WORKING DATA:
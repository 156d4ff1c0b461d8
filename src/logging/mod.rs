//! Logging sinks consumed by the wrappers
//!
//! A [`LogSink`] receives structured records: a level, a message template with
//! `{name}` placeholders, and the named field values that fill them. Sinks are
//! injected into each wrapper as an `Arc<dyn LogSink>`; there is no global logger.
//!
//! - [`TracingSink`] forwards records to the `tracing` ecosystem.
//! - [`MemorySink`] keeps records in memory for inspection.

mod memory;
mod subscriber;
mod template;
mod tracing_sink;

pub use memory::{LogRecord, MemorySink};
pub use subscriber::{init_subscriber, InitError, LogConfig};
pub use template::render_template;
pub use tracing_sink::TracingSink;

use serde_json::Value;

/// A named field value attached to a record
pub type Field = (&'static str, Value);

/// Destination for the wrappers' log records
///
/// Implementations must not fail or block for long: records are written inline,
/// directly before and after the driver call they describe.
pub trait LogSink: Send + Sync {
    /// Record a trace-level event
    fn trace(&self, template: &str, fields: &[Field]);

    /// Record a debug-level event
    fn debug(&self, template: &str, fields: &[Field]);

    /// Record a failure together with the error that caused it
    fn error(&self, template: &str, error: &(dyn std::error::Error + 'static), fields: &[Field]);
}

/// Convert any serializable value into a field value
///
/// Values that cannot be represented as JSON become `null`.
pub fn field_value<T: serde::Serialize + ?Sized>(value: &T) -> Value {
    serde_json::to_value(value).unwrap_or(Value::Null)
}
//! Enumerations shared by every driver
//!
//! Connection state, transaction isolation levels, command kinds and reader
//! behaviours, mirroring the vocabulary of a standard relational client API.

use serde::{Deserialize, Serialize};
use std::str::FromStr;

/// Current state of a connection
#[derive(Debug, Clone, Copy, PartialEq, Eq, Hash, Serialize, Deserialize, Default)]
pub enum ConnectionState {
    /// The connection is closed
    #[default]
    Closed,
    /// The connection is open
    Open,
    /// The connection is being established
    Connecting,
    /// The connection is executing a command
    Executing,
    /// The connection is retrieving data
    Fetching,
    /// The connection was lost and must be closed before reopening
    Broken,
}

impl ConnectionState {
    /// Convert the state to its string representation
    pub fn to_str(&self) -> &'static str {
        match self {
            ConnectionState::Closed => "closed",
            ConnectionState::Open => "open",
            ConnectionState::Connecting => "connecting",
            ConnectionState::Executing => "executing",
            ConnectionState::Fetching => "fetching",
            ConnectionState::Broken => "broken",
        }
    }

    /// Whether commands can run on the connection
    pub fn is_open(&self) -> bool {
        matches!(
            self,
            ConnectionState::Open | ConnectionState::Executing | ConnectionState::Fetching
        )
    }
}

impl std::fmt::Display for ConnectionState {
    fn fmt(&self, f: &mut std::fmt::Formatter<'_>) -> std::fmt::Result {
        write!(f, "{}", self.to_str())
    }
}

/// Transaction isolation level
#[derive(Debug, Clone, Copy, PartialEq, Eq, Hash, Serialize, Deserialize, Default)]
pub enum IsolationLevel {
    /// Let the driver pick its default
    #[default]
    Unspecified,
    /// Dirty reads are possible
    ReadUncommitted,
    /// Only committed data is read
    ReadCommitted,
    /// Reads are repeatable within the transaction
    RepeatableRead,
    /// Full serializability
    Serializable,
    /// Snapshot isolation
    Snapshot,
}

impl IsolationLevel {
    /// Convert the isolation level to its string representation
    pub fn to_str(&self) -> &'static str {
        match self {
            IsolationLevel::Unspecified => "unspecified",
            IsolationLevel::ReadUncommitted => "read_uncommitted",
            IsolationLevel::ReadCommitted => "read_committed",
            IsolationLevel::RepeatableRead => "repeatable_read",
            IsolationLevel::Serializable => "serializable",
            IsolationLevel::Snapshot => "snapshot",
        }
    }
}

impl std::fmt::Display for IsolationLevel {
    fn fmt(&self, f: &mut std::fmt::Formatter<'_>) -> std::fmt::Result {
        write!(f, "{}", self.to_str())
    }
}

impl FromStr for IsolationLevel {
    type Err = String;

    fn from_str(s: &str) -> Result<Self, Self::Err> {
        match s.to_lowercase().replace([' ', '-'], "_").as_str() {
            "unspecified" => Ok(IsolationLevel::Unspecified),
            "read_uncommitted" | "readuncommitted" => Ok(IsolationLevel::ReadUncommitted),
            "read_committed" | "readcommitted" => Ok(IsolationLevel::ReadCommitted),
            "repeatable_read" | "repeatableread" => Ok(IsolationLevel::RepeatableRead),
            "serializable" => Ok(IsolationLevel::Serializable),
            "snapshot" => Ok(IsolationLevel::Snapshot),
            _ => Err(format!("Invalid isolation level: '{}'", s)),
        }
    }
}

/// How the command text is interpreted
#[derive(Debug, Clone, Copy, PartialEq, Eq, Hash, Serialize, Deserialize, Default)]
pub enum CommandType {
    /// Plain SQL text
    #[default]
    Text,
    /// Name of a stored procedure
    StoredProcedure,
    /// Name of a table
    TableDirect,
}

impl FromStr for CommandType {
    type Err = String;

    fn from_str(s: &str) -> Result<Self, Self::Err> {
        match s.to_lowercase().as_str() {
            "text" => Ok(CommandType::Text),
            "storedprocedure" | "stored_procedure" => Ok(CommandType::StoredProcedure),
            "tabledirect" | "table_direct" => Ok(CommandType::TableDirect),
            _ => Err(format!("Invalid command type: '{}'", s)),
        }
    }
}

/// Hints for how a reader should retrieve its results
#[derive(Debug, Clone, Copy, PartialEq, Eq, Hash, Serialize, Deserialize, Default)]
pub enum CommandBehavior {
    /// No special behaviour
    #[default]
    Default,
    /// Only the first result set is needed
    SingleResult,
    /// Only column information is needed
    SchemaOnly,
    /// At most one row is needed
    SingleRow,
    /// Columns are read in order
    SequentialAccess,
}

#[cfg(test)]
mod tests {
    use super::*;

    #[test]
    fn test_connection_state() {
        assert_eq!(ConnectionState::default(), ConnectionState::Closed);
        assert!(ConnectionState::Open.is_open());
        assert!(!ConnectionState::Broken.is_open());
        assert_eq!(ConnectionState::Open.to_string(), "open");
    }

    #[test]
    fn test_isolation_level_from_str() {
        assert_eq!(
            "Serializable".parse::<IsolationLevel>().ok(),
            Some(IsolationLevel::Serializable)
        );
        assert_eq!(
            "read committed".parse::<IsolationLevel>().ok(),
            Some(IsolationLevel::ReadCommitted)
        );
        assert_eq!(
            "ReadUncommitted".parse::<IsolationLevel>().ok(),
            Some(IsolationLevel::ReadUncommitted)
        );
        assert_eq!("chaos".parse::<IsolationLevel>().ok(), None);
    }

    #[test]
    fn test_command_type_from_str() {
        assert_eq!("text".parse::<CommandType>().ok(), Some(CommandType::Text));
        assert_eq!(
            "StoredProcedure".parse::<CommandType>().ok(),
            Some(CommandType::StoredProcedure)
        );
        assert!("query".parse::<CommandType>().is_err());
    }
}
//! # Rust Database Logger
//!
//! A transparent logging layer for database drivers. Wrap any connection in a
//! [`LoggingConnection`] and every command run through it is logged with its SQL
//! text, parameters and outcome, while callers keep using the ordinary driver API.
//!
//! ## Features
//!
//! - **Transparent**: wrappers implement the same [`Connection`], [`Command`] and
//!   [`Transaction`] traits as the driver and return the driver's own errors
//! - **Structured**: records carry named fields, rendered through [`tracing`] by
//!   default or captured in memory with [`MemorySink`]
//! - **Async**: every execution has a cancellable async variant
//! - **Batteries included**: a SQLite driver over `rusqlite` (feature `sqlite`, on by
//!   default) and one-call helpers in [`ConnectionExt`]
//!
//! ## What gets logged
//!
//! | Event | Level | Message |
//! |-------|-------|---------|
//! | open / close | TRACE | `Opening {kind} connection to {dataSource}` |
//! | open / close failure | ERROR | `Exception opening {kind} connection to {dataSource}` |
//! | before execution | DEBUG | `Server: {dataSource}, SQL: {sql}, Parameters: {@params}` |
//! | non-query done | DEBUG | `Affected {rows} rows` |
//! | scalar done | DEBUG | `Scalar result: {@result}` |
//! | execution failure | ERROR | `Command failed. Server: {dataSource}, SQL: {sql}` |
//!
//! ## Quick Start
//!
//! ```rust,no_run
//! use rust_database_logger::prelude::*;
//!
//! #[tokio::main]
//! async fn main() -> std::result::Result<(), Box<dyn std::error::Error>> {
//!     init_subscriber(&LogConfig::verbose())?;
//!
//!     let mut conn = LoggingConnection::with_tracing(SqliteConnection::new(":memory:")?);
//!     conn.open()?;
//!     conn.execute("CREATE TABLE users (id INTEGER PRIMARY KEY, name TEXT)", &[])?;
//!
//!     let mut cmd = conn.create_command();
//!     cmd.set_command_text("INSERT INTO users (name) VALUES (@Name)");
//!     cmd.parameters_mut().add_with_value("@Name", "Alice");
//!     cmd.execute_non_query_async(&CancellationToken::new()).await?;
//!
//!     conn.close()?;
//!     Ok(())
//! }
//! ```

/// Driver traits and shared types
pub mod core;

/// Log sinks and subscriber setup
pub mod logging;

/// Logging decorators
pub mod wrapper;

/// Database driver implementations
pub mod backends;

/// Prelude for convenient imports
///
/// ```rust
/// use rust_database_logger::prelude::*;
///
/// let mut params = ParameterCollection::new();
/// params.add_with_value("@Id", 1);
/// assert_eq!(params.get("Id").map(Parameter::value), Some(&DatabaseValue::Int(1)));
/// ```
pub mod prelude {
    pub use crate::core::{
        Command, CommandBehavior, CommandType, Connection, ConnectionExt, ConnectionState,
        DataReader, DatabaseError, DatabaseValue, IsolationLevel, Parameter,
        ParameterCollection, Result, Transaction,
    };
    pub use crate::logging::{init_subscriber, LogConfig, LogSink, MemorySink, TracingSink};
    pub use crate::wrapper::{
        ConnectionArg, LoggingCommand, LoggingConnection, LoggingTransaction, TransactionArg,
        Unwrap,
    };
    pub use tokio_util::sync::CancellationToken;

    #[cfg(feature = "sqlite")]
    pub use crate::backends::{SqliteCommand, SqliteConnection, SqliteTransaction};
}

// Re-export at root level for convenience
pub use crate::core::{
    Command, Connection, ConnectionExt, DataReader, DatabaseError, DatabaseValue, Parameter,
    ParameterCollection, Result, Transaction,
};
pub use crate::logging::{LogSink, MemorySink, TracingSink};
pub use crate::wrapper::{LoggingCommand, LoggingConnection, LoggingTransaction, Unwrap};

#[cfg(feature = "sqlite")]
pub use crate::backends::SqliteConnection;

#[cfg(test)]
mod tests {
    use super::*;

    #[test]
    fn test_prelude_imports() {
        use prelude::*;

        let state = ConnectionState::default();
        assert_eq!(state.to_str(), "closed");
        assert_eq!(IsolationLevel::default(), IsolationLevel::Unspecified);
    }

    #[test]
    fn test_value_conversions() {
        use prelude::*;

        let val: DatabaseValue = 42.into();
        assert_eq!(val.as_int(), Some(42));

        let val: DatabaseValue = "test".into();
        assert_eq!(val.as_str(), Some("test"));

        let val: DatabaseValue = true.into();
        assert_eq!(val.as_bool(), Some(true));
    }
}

WORK TASK:
Every line above that includes the word "Invalid" should be listed.

REPLY TO THE EXERCISE:
            _ => Err(format!("Invalid isolation level: '{}'", s)),
            _ => Err(format!("Invalid command type: '{}'", s)),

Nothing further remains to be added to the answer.